昭和36年から28年間にわたって美空ひばりさんに仕え、その最期を看取った関口さんが初めて明かす秘話とは……。
「病室の表札をどうしようか」
ひばりさんが東京・順天堂大学病院に入院したのは、平成元年3月15日のこと。前年の東京ドームコンサートであざやかに復活を遂げたひばりさんは、この年全国28か所を回るツアーをスタートさせた。しかし体調はすぐれず、2月7日の九州厚生年金会館での公演を最後に済生会福岡総合病院に緊急入院する事態に。その後、自宅療養を経て東京で再入院したのだ。
「九州から東京に戻る際にはヘリコプターを利用したのですが、エンジンとプロペラの轟音が機内にも響きわたり、お嬢さん(ひばりさん)はじっと目をつぶっていらっしゃいました」(関口さん、以下同)
残りのツアーはすべて中止に。さらには、この年オープンする「横浜アリーナ」のこけら落としコンサートの中止も発表されたので、ひばりさんの容態が悪いことは各方面に知れ渡っていた。
それでも当初、ひばりさんの入院は極秘扱いとされた。
「なので、病室の名札をどうしようか、という話になりました」
ひばりさんの本名は加藤和枝だが、
「名札が加藤だと、すぐわかってしまうからどうしようかと。お母さん(故・喜美枝さん)の旧姓・諏訪でも、マスコミの人には気付かれてしまうしね、というような話をしていた時に、お嬢さんが高倉健さんのことを言い出したんです」
ひばりさんと高倉健さんとの交流は、昭和32年の映画『青い海原』から。当時20歳で人気絶頂のひばりさんが、売り出し中の若手だった健さんを相手役に迎える形だった。以来、映画『べらんめぇ芸者』シリーズなど13本もの作品で共演している。
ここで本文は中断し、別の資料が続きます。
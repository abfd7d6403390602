//! Tuya OpenAPI client supplying thermometer status
//!
//! Requests are signed with HMAC-SHA256 over
//! `client_id [+ access_token] + t + nonce + stringToSign`, where
//! `stringToSign = METHOD \n sha256(body) \n \n path`.

use async_trait::async_trait;
use hmac::{Hmac, Mac};
use reqwest::Client;
use serde::Deserialize;
use serde_json::Value;
use sha2::{Digest, Sha256};
use std::time::{Duration, Instant};
use tokio::sync::Mutex;
use tracing::{debug, error, instrument, warn};
use uuid::Uuid;

use super::engine::DEFAULT_CALL_TIMEOUT;
use super::error::FetchError;
use super::ports::DeviceStatusFetcher;
use super::reading::RawStatus;

type HmacSha256 = Hmac<Sha256>;

/// Default Tuya data center
pub const TUYA_BASE_URL: &str = "https://openapi.tuyaus.com";

const TOKEN_PATH: &str = "/v1.0/token?grant_type=1";

/// Tokens are refreshed this long before they expire
const TOKEN_REFRESH_MARGIN: Duration = Duration::from_secs(60);

/// Tuya error codes meaning the access token is no longer valid
const TOKEN_INVALID_CODES: [i64; 2] = [1010, 1011];

/// Tuya credentials
#[derive(Debug, Clone)]
pub struct TuyaConfig {
    pub base_url: String,
    pub access_key: String,
    pub secret_key: String,
}

/// Tuya response envelope
#[derive(Debug, Deserialize)]
struct TuyaResponse {
    success: bool,
    #[serde(default)]
    result: Option<Value>,
    #[serde(default)]
    code: Option<i64>,
    #[serde(default)]
    msg: Option<String>,
}

#[derive(Debug, Deserialize)]
struct TokenResult {
    access_token: String,
    /// Lifetime in seconds
    expire_time: u64,
}

/// Failure reported inside a Tuya response envelope
#[derive(Debug)]
struct ApiRejection {
    code: i64,
    msg: String,
}

impl ApiRejection {
    fn is_token_invalid(&self) -> bool {
        TOKEN_INVALID_CODES.contains(&self.code)
    }

    fn into_fetch_error(self) -> FetchError {
        FetchError::Rejected(format!("code {}: {}", self.code, self.msg))
    }
}

#[derive(Debug, Clone)]
struct CachedToken {
    access_token: String,
    refresh_at: Instant,
}

fn http_client(timeout: Duration) -> Client {
    Client::builder()
        .timeout(timeout)
        .build()
        .unwrap_or_default()
}

/// Device status client for the Tuya cloud
pub struct TuyaClient {
    config: TuyaConfig,
    client: Client,
    token: Mutex<Option<CachedToken>>,
}

impl TuyaClient {
    pub fn new(config: TuyaConfig) -> Self {
        Self {
            config,
            client: http_client(DEFAULT_CALL_TIMEOUT),
            token: Mutex::new(None),
        }
    }

    /// Bound every request (token and status) to `timeout`
    pub fn with_timeout(mut self, timeout: Duration) -> Self {
        self.client = http_client(timeout);
        self
    }

    /// Cached access token, requesting a new one when missing or near expiry
    async fn access_token(&self) -> Result<String, FetchError> {
        let mut cached = self.token.lock().await;
        if let Some(token) = cached.as_ref() {
            if Instant::now() < token.refresh_at {
                return Ok(token.access_token.clone());
            }
        }

        debug!("Requesting Tuya access token");
        let result = self
            .signed_get(TOKEN_PATH, None)
            .await?
            .map_err(ApiRejection::into_fetch_error)?;
        let token: TokenResult = serde_json::from_value(result)
            .map_err(|e| FetchError::Malformed(format!("token response: {}", e)))?;

        let lifetime = Duration::from_secs(token.expire_time).saturating_sub(TOKEN_REFRESH_MARGIN);
        *cached = Some(CachedToken {
            access_token: token.access_token.clone(),
            refresh_at: Instant::now() + lifetime,
        });

        Ok(token.access_token)
    }

    async fn invalidate_token(&self) {
        *self.token.lock().await = None;
    }

    /// Signed GET returning the envelope's `result`
    ///
    /// The outer error is a transport or decoding failure, the inner one a
    /// rejection reported by the API itself.
    async fn signed_get(
        &self,
        path: &str,
        access_token: Option<&str>,
    ) -> Result<Result<Value, ApiRejection>, FetchError> {
        let t = chrono::Utc::now().timestamp_millis().to_string();
        let nonce = Uuid::new_v4().to_string();
        let sign = sign_request(
            &self.config.access_key,
            &self.config.secret_key,
            access_token.unwrap_or_default(),
            &t,
            &nonce,
            "GET",
            path,
            "",
        )?;

        let url = format!("{}{}", self.config.base_url.trim_end_matches('/'), path);
        let mut request = self
            .client
            .get(&url)
            .header("client_id", &self.config.access_key)
            .header("sign", sign)
            .header("sign_method", "HMAC-SHA256")
            .header("t", &t)
            .header("nonce", &nonce);
        if let Some(token) = access_token {
            request = request.header("access_token", token);
        }

        let response = request.send().await.map_err(|e| {
            error!(error = %e, "Tuya request failed");
            FetchError::Transport(e.to_string())
        })?;

        let status = response.status();
        if !status.is_success() {
            return Err(FetchError::Transport(format!("HTTP {}", status)));
        }

        let envelope: TuyaResponse = response
            .json()
            .await
            .map_err(|e| FetchError::Malformed(e.to_string()))?;

        if !envelope.success {
            return Ok(Err(ApiRejection {
                code: envelope.code.unwrap_or_default(),
                msg: envelope.msg.unwrap_or_default(),
            }));
        }

        envelope
            .result
            .map(Ok)
            .ok_or_else(|| FetchError::Malformed("response has no result".to_string()))
    }
}

#[async_trait]
impl DeviceStatusFetcher for TuyaClient {
    #[instrument(skip(self))]
    async fn fetch(&self, device_id: &str) -> Result<RawStatus, FetchError> {
        if !is_valid_device_id(device_id) {
            warn!("Refusing to query malformed device id");
            return Err(FetchError::UnknownDevice(device_id.to_string()));
        }

        let token = self.access_token().await?;
        let path = format!("/v1.0/devices/{}/status", device_id);
        let result = match self.signed_get(&path, Some(&token)).await? {
            Ok(result) => result,
            Err(rejection) => {
                if rejection.is_token_invalid() {
                    self.invalidate_token().await;
                }
                return Err(rejection.into_fetch_error());
            }
        };

        let status = RawStatus::from_value(result)?;
        debug!(fields = status.fields().len(), "Tuya device status received");
        Ok(status)
    }
}

/// Compute the upper-case hex HMAC-SHA256 request signature
#[allow(clippy::too_many_arguments)]
pub fn sign_request(
    access_key: &str,
    secret_key: &str,
    access_token: &str,
    t: &str,
    nonce: &str,
    method: &str,
    path: &str,
    body: &str,
) -> Result<String, FetchError> {
    let content_hash = hex::encode(Sha256::digest(body.as_bytes()));
    let string_to_sign = format!("{}\n{}\n\n{}", method, content_hash, path);
    let message = format!(
        "{}{}{}{}{}",
        access_key, access_token, t, nonce, string_to_sign
    );

    let mut mac = HmacSha256::new_from_slice(secret_key.as_bytes())
        .map_err(|e| FetchError::Rejected(format!("invalid secret key: {}", e)))?;
    mac.update(message.as_bytes());
    Ok(hex::encode_upper(mac.finalize().into_bytes()))
}

fn is_valid_device_id(device_id: &str) -> bool {
    !device_id.is_empty()
        && device_id
            .chars()
            .all(|c| c.is_ascii_alphanumeric() || c == '_' || c == '-')
}
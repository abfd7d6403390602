use tokio::signal;

/// Resolves on SIGTERM or Ctrl+C
///
/// A handler that cannot be installed is logged and never fires.
pub async fn shutdown_signal() {
    let ctrl_c = async {
        if let Err(e) = signal::ctrl_c().await {
            tracing::error!("Failed to install Ctrl+C handler: {}", e);
            std::future::pending::<()>().await;
        }
    };

    #[cfg(unix)]
    let terminate = async {
        match signal::unix::signal(signal::unix::SignalKind::terminate()) {
            Ok(mut sigterm) => {
                sigterm.recv().await;
            }
            Err(e) => {
                tracing::error!("Failed to install SIGTERM handler: {}", e);
                std::future::pending::<()>().await;
            }
        }
    };

    #[cfg(not(unix))]
    let terminate = std::future::pending::<()>();

    tokio::select! {
        _ = ctrl_c => {
            tracing::info!("Received Ctrl+C signal");
        },
        _ = terminate => {
            tracing::info!("Received SIGTERM signal");
        },
    }

    tracing::info!("Initiating graceful shutdown...");
}
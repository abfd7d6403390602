//! Starts and stops the shared monitoring tick
//!
//! State machine: `Stopped --start()--> Running --stop()--> Stopped`.
//! `start()` while running and `stop()` while stopped are no-ops.

use serde::Serialize;
use std::sync::{Arc, Mutex, MutexGuard, PoisonError};
use std::time::Duration;
use tokio::task::JoinHandle;
use tokio::time::MissedTickBehavior;
use tokio_util::sync::CancellationToken;
use tracing::{debug, error, info};
use utoipa::ToSchema;

use super::engine::MonitoringEngine;
use super::error::RegistryError;
use super::ports::RegistryGateway;

/// Default tick cadence
pub const DEFAULT_TICK_INTERVAL: Duration = Duration::from_secs(10);

#[derive(Debug, Clone, Copy, PartialEq, Eq, Serialize, ToSchema)]
#[serde(rename_all = "lowercase")]
pub enum LifecycleState {
    Stopped,
    Running,
}

/// Diagnostics snapshot
#[derive(Debug, Clone, Copy, PartialEq, Eq, Serialize, ToSchema)]
#[serde(rename_all = "camelCase")]
pub struct MonitoringStatus {
    pub running: bool,
    #[schema(example = 10)]
    pub tick_interval_secs: u64,
}

/// Handle of a spawned tick loop
struct TickLoop {
    cancel: CancellationToken,
    handle: JoinHandle<()>,
}

/// Owns the tick loop of a [`MonitoringEngine`]
pub struct LifecycleController {
    engine: Arc<MonitoringEngine>,
    registry: Arc<dyn RegistryGateway>,
    tick_interval: Duration,
    tick_loop: Mutex<Option<TickLoop>>,
}

impl LifecycleController {
    pub fn new(
        engine: Arc<MonitoringEngine>,
        registry: Arc<dyn RegistryGateway>,
        tick_interval: Duration,
    ) -> Self {
        Self {
            engine,
            registry,
            tick_interval,
            tick_loop: Mutex::new(None),
        }
    }

    /// Start the tick loop; returns `false` if it was already running
    ///
    /// Must be called from within a Tokio runtime.
    pub fn start(&self) -> bool {
        let mut slot = self.slot();
        if slot.is_some() {
            debug!("Monitoring already running");
            return false;
        }

        let cancel = CancellationToken::new();
        let handle = tokio::spawn(run_tick_loop(
            self.engine.clone(),
            self.tick_interval,
            cancel.clone(),
        ));
        *slot = Some(TickLoop { cancel, handle });

        info!(
            tick_interval_secs = self.tick_interval.as_secs(),
            "Monitoring started"
        );
        true
    }

    /// Stop the tick loop; returns `false` if it was not running
    ///
    /// No new tick starts after this returns. A tick already in progress is
    /// allowed to finish in the background.
    pub fn stop(&self) -> bool {
        match self.slot().take() {
            Some(tick_loop) => {
                tick_loop.cancel.cancel();
                info!("Monitoring stopped");
                true
            }
            None => {
                debug!("Monitoring already stopped");
                false
            }
        }
    }

    /// Stop and wait for an in-flight tick to finish
    pub async fn shutdown(&self) {
        let tick_loop = self.slot().take();
        if let Some(TickLoop { cancel, handle }) = tick_loop {
            cancel.cancel();
            if let Err(e) = handle.await {
                error!(error = %e, "Monitoring loop terminated abnormally");
            }
            info!("Monitoring shut down");
        }
    }

    pub fn state(&self) -> LifecycleState {
        if self.slot().is_some() {
            LifecycleState::Running
        } else {
            LifecycleState::Stopped
        }
    }

    pub fn is_running(&self) -> bool {
        self.state() == LifecycleState::Running
    }

    pub fn status(&self) -> MonitoringStatus {
        MonitoringStatus {
            running: self.is_running(),
            tick_interval_secs: self.tick_interval.as_secs(),
        }
    }

    /// A device was registered: make sure monitoring runs
    pub fn on_device_registered(&self) {
        if self.start() {
            info!("Thermometer registered, monitoring started");
        }
    }

    /// A device was unregistered: stop monitoring once none are left
    pub async fn on_device_unregistered(&self) -> Result<(), RegistryError> {
        let active = self.registry.count_active().await?;
        if active == 0 {
            info!("No active thermometers left, stopping monitoring");
            self.stop();
        } else {
            info!(active, "Thermometers still registered, monitoring continues");
        }
        Ok(())
    }

    /// Start monitoring if the registry already holds active devices
    pub async fn resume_if_active(&self) -> Result<bool, RegistryError> {
        let active = self.registry.count_active().await?;
        if active > 0 {
            info!(active, "Resuming monitoring for registered thermometers");
            self.start();
        }
        Ok(self.is_running())
    }

    fn slot(&self) -> MutexGuard<'_, Option<TickLoop>> {
        self.tick_loop.lock().unwrap_or_else(PoisonError::into_inner)
    }
}

impl Drop for LifecycleController {
    fn drop(&mut self) {
        if let Some(tick_loop) = self.slot().take() {
            tick_loop.cancel.cancel();
        }
    }
}

async fn run_tick_loop(
    engine: Arc<MonitoringEngine>,
    tick_interval: Duration,
    cancel: CancellationToken,
) {
    let mut ticker = tokio::time::interval(tick_interval);
    ticker.set_missed_tick_behavior(MissedTickBehavior::Skip);

    loop {
        tokio::select! {
            biased;
            _ = cancel.cancelled() => {
                debug!("Monitoring tick loop cancelled");
                break;
            }
            _ = ticker.tick() => {
                if let Err(e) = engine.run_tick_cycle().await {
                    error!(error = %e, "Monitoring tick failed to read registry");
                }
            }
        }
    }
}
また、健さんがひばりさんの親友・江利チエミさんと結婚していたこともあり(昭和34〜46年)、プライベートでも近しい間柄だ。
「お嬢さんが“健ちゃんの名前は小田っていうのよね”とおっしゃるので、“そうです。高倉健は芸名で、小田剛一さんという本名だったと思います”と私が答えたら、“じゃあ、健ちゃんの名前から小田にしようか”ということになって、小田という名札をつけてもらっていたんです」
こうして、順天堂大学病院の特別室の前に“偽名”のネームプレートが出されることになったが、その由来を知る人は少ない。
律儀なひばりさんは、そのことを健さんに伝えようとした。
最後の電話で伝えたかったこと
「お嬢さんから“健ちゃんに電話して”と言いつかりました。ところが、高倉さんは歯医者さんに行かれてたらしく留守だったんです。高倉さんは後日折り返してくださったんですけど、その時はお嬢さんの具合が悪くなっていて、電話に出られなかったんです」
一時はベッドの上で絵を描いたり、屋上を散歩したり、回復に向けて意欲を見せていたひばりさんだったが、6月13日に人口呼吸器が付けられてからは意識を失ったまま。そして6月24日未明、眠るようにこの世を去った──。
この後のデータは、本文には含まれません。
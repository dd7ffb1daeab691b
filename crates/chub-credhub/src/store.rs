use std::collections::BTreeMap;
use std::time::{Duration, SystemTime};

use async_trait::async_trait;
use serde::Deserialize;
use serde_json::Value;
use tokio::sync::Mutex;
use tracing::debug;

use crate::error::CredhubError;

/// The secret store's client/server contract (list by path prefix, fetch
/// JSON by name, write JSON by name) — an opaque external collaborator.
///
/// `CredhubSource` depends only on this trait; [`HttpSecretStoreClient`] is
/// the production implementation, and tests exercise it against a
/// `wiremock` server rather than a hand-written fake, the same way
/// `chub-git`'s token providers are tested.
#[async_trait]
pub trait SecretStoreClient: Send + Sync {
    /// List every credential name found beneath `path`.
    async fn find_by_path(&self, path: &str) -> Result<Vec<String>, CredhubError>;

    /// Fetch a credential's JSON value by its full name.
    async fn get_json_by_name(&self, name: &str) -> Result<BTreeMap<String, Value>, CredhubError>;

    /// Write a credential's JSON value by its full name, creating it if absent.
    async fn set_json_by_name(
        &self,
        name: &str,
        value: BTreeMap<String, Value>,
    ) -> Result<(), CredhubError>;
}

#[derive(Deserialize)]
struct TokenResponse {
    access_token: String,
    expires_in: u64,
}

#[derive(Deserialize)]
struct FindByPathResponse {
    credentials: Vec<CredentialRef>,
}

#[derive(Deserialize)]
struct CredentialRef {
    name: String,
}

#[derive(Deserialize)]
struct DataResponse {
    data: Vec<DataEntry>,
}

#[derive(Deserialize)]
struct DataEntry {
    value: BTreeMap<String, Value>,
}

#[derive(Clone)]
struct CachedToken {
    token: String,
    expires_at: SystemTime,
}

/// HTTP-backed [`SecretStoreClient`] talking to a CredHub-compatible server:
/// UAA client-credentials auth followed by the `/api/v1/data` REST surface.
pub struct HttpSecretStoreClient {
    http: reqwest::Client,
    api_base: String,
    uaa_base: String,
    client: String,
    secret: String,
    cached_token: Mutex<Option<CachedToken>>,
}

impl HttpSecretStoreClient {
    /// Construct a client against `api_base` (the CredHub server) using
    /// `uaa_base` (the token issuer) for client-credentials auth.
    pub fn new(api_base: String, uaa_base: String, client: String, secret: String) -> Self {
        Self {
            http: reqwest::Client::new(),
            api_base,
            uaa_base,
            client,
            secret,
            cached_token: Mutex::new(None),
        }
    }

    async fn token(&self) -> Result<String, CredhubError> {
        {
            let guard = self.cached_token.lock().await;
            if let Some(cached) = guard.as_ref() {
                if cached.expires_at > SystemTime::now() {
                    return Ok(cached.token.clone());
                }
            }
        }

        let mut guard = self.cached_token.lock().await;
        if let Some(cached) = guard.as_ref() {
            if cached.expires_at > SystemTime::now() {
                return Ok(cached.token.clone());
            }
        }

        debug!(client = %self.client, "acquiring credhub access token");
        let response = self
            .http
            .post(format!("{}/oauth/token", self.uaa_base))
            .form(&[
                ("grant_type", "client_credentials"),
                ("client_id", self.client.as_str()),
                ("client_secret", self.secret.as_str()),
                ("response_type", "token"),
            ])
            .send()
            .await
            .map_err(|e| CredhubError::StoreUnavailable(e.to_string()))?
            .error_for_status()
            .map_err(|e| CredhubError::StoreUnavailable(e.to_string()))?
            .json::<TokenResponse>()
            .await
            .map_err(|e| CredhubError::StoreUnavailable(e.to_string()))?;

        let cached = CachedToken {
            token: response.access_token.clone(),
            expires_at: SystemTime::now() + Duration::from_secs(response.expires_in),
        };
        *guard = Some(cached.clone());
        Ok(cached.token)
    }

    async fn authed(&self, builder: reqwest::RequestBuilder) -> Result<reqwest::Response, CredhubError> {
        let token = self.token().await?;
        builder
            .bearer_auth(token)
            .send()
            .await
            .map_err(|e| CredhubError::StoreUnavailable(e.to_string()))
    }
}

#[async_trait]
impl SecretStoreClient for HttpSecretStoreClient {
    async fn find_by_path(&self, path: &str) -> Result<Vec<String>, CredhubError> {
        let request = self
            .http
            .get(format!("{}/api/v1/data", self.api_base))
            .query(&[("path", path)]);
        let response = self
            .authed(request)
            .await?
            .error_for_status()
            .map_err(|e| CredhubError::StoreUnavailable(e.to_string()))?
            .json::<FindByPathResponse>()
            .await
            .map_err(|e| CredhubError::StoreUnavailable(e.to_string()))?;
        Ok(response.credentials.into_iter().map(|c| c.name).collect())
    }

    async fn get_json_by_name(&self, name: &str) -> Result<BTreeMap<String, Value>, CredhubError> {
        let request = self
            .http
            .get(format!("{}/api/v1/data", self.api_base))
            .query(&[("name", name), ("current", "true")]);
        let response = self
            .authed(request)
            .await?
            .error_for_status()
            .map_err(|e| CredhubError::CredentialReadFailure {
                name: name.to_string(),
                cause: e.to_string(),
            })?
            .json::<DataResponse>()
            .await
            .map_err(|e| CredhubError::CredentialReadFailure {
                name: name.to_string(),
                cause: e.to_string(),
            })?;
        response
            .data
            .into_iter()
            .next()
            .map(|entry| entry.value)
            .ok_or_else(|| CredhubError::CredentialReadFailure {
                name: name.to_string(),
                cause: "no data entries returned".to_string(),
            })
    }

    async fn set_json_by_name(
        &self,
        name: &str,
        value: BTreeMap<String, Value>,
    ) -> Result<(), CredhubError> {
        let body = serde_json::json!({
            "name": name,
            "type": "json",
            "value": value,
        });
        let request = self
            .http
            .put(format!("{}/api/v1/data", self.api_base))
            .json(&body);
        self.authed(request)
            .await?
            .error_for_status()
            .map_err(|e| CredhubError::StoreUnavailable(e.to_string()))?;
        Ok(())
    }
}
1年後、主を失った美空ひばり邸に、高倉健さんから届け物があった。黒い漆塗りの箱に入ったお線香だった。
「それから毎年欠かさず、お嬢さんの命日にお線香が届くようになりました。高倉さんはずっとお嬢さんのことを気にかけていてくださっていたんです。
お墓参りにも行ってくださっていたようで、和也さんがばったり会って“お前も頑張れよ”と励まされたこともあるとおっしゃっていました」
平成5年、京都嵐山に「美空ひばり館」がオープンした時も、健さんはお忍びで現地を訪れた。
「いつものように1人でふらりといらっしゃって、“いいよ、出迎えなんていらないからね”と、本当に気さくなんです。階段のところに水が流れる『川の流れのように』という展示のコーナーがあったのですが、“ここはお嬢を感じるなぁ。鳥肌が立っちゃうよ”と、おっしゃっていました」
病室からかかってきた最後の電話に出られなかったことは、健さんもずっと気にかけていた。
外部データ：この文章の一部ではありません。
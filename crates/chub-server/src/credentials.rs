use std::io::BufRead;
use std::sync::Arc;

use axum::extract::State;
use axum::response::IntoResponse;
use axum::Json;
use chub_git::CredentialRegistry;
use serde::{Deserialize, Serialize};

use crate::errors::ApiError;
use crate::state::AppState;

#[derive(Debug, Deserialize)]
pub struct CredentialsRequestBody {
    pub protocol: String,
    pub host: String,
    pub repo: String,
}

#[derive(Debug, Serialize)]
pub struct HttpCredentials {
    pub username: String,
    pub password: String,
}

/// `POST /credentials` (§6): the git credential-helper callback served
/// over HTTP, for completeness of the documented contract — the
/// `credentials` child-process subcommand (`cli.rs`) looks the registry up
/// in-process directly and does not call this endpoint itself.
pub async fn serve_credentials(
    State(state): State<Arc<AppState>>,
    Json(request): Json<CredentialsRequestBody>,
) -> Result<impl IntoResponse, ApiError> {
    match state
        .credentials
        .lookup(&request.protocol, &request.host, &request.repo)
    {
        Some((username, password)) => Ok(Json(HttpCredentials { username, password })),
        None => Err(ApiError::not_found("no credentials configured for this repository")),
    }
}

/// The `<self> credentials <repoPath> <action>` subcommand (§6).
///
/// Reads `key=value` lines from `stdin`, and for `get` writes
/// `protocol=…`/`host=…`/`username=…`/`password=…` lines to `stdout`;
/// `store`/`erase` read and discard their input.
pub fn run(registry: &CredentialRegistry, repo_path: &str, action: &str, stdin: impl BufRead) -> i32 {
    match action {
        "get" => {
            let mut request = chub_git::CredentialsRequest::default();
            let parsed = chub_git::parse_stdin_request(stdin);
            request.protocol = parsed.protocol;
            request.host = parsed.host;
            request.path = repo_path.to_string();

            let response = chub_git::render_get_response(registry, &request);
            print!("{response}");
            0
        }
        "store" | "erase" => {
            chub_git::drain_stdin(stdin);
            0
        }
        other => {
            eprintln!("Unknown Action: {other}");
            1
        }
    }
}
use schemars::JsonSchema;
use serde::{Deserialize, Serialize};

/// Minimum fetch-cache TTL in seconds; descriptor values below this are
/// coerced up to it (spec §4.5).
pub const MIN_FETCH_CACHE_TTL: u64 = 60;

/// A configured backing source, as deserialized from the `CH_SOURCES` JSON
/// blob (spec §6, "Source Descriptor JSON").
#[derive(Debug, Clone, Serialize, Deserialize, JsonSchema)]
#[serde(tag = "type", rename_all = "lowercase")]
pub enum SourceDescriptor {
    /// A git-backed source.
    Git(GitDescriptor),
    /// A credhub-backed source.
    Credhub(CredhubDescriptor),
}

/// Raw JSON shape for a git source descriptor.
///
/// Field names match the wire contract in spec §6 verbatim; validation into
/// a resolved auth method and a normalized TTL happens in `chub-git`.
#[derive(Debug, Clone, Serialize, Deserialize, JsonSchema)]
#[serde(rename_all = "camelCase")]
pub struct GitDescriptor {
    /// Remote repository URI.
    pub uri: String,

    /// Disables `--depth=1` shallow clone/fetch when `true`.
    #[serde(default)]
    pub deep_clone: bool,

    /// Default git ref used when a request does not specify a label.
    #[serde(default, skip_serializing_if = "Option::is_none")]
    pub default_label: Option<String>,

    /// Search path patterns, may contain `{application}`, `{profile}`, `*`.
    #[serde(default)]
    pub search_paths: Vec<String>,

    /// Passed through to the git child process.
    #[serde(default)]
    pub skip_ssl_validation: bool,

    /// Escalates a fetch failure to a hard request-aborting error.
    #[serde(default)]
    pub fail_on_fetch: bool,

    /// Fetch cache TTL in seconds; values below [`MIN_FETCH_CACHE_TTL`] are
    /// coerced up to it. `None` also resolves to the minimum.
    #[serde(default, skip_serializing_if = "Option::is_none")]
    pub fetch_cache_ttl: Option<u64>,

    /// Username for username/password auth (also used by the git
    /// credential-helper callback).
    #[serde(default, skip_serializing_if = "Option::is_none")]
    pub username: Option<String>,
    /// Password for username/password auth.
    #[serde(default, skip_serializing_if = "Option::is_none")]
    pub password: Option<String>,

    /// SSH private key auth. Declared but rejected (spec §9 open question).
    #[serde(default, skip_serializing_if = "Option::is_none")]
    pub private_key: Option<String>,

    /// Azure AD tenant id, shared by the SPN and MI-WIF auth shapes.
    #[serde(rename = "azTenantId", default, skip_serializing_if = "Option::is_none")]
    pub az_tenant_id: Option<String>,
    /// SPN client id.
    #[serde(rename = "azClient", default, skip_serializing_if = "Option::is_none")]
    pub az_client: Option<String>,
    /// SPN client secret, given directly.
    #[serde(rename = "azSecret", default, skip_serializing_if = "Option::is_none")]
    pub az_secret: Option<String>,
    /// SPN client secret, fetched from credhub by reference.
    #[serde(
        rename = "azSecret-credhub-ref",
        default,
        skip_serializing_if = "Option::is_none"
    )]
    pub az_secret_credhub_ref: Option<String>,
    /// Credhub client name used to fetch `azSecret-credhub-ref`.
    #[serde(
        rename = "azSecret-credhub-client",
        default,
        skip_serializing_if = "Option::is_none"
    )]
    pub az_secret_credhub_client: Option<String>,
    /// Credhub client secret used to fetch `azSecret-credhub-ref`.
    #[serde(
        rename = "azSecret-credhub-secret",
        default,
        skip_serializing_if = "Option::is_none"
    )]
    pub az_secret_credhub_secret: Option<String>,

    /// Managed-identity id for MI-WIF auth.
    #[serde(rename = "azMiId", default, skip_serializing_if = "Option::is_none")]
    pub az_mi_id: Option<String>,
    /// Federated-token issuer URL for MI-WIF auth.
    #[serde(
        rename = "azMiWifIssuer",
        default,
        skip_serializing_if = "Option::is_none"
    )]
    pub az_mi_wif_issuer: Option<String>,
    /// Federated-token client id for MI-WIF auth.
    #[serde(
        rename = "azMiWifClient",
        default,
        skip_serializing_if = "Option::is_none"
    )]
    pub az_mi_wif_client: Option<String>,
    /// Federated-token client secret for MI-WIF auth.
    #[serde(
        rename = "azMiWifSecret",
        default,
        skip_serializing_if = "Option::is_none"
    )]
    pub az_mi_wif_secret: Option<String>,
}

/// Raw JSON shape for a credhub source descriptor.
#[derive(Debug, Clone, Serialize, Deserialize, JsonSchema)]
#[serde(rename_all = "camelCase")]
pub struct CredhubDescriptor {
    /// Namespace prefix; normalized to begin and end with `/` by `chub-credhub`.
    pub prefix: String,

    /// Store client name, paired with `secret`.
    #[serde(default, skip_serializing_if = "Option::is_none")]
    pub client: Option<String>,
    /// Store client secret, paired with `client`.
    #[serde(default, skip_serializing_if = "Option::is_none")]
    pub secret: Option<String>,
}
「“あれは何の用だったんだろう?”と何度も聞かれたんですが、私もどうお答えしたものかわからなくて……。でも、やっぱり“名札”のことだったと思うんです。お嬢さんはそのあたり律義だから、直接ご自分でお伝えして“勝手に名前を使ってごめんなさいね”と言いかったんじゃないかと思います。
こんど高倉さんに会ったら、このことをお伝えしなければ、と思っていたのですが、叶わないまま、高倉さんも亡くなってしまいました」
ひばりさんの没後30年にして、初めて秘話を明かしてくれた関口さん。
先ごろ出版された書籍『美空ひばり恋し お嬢さんと私』には、ほかにも生前の2人の交流エピソードが綴られている。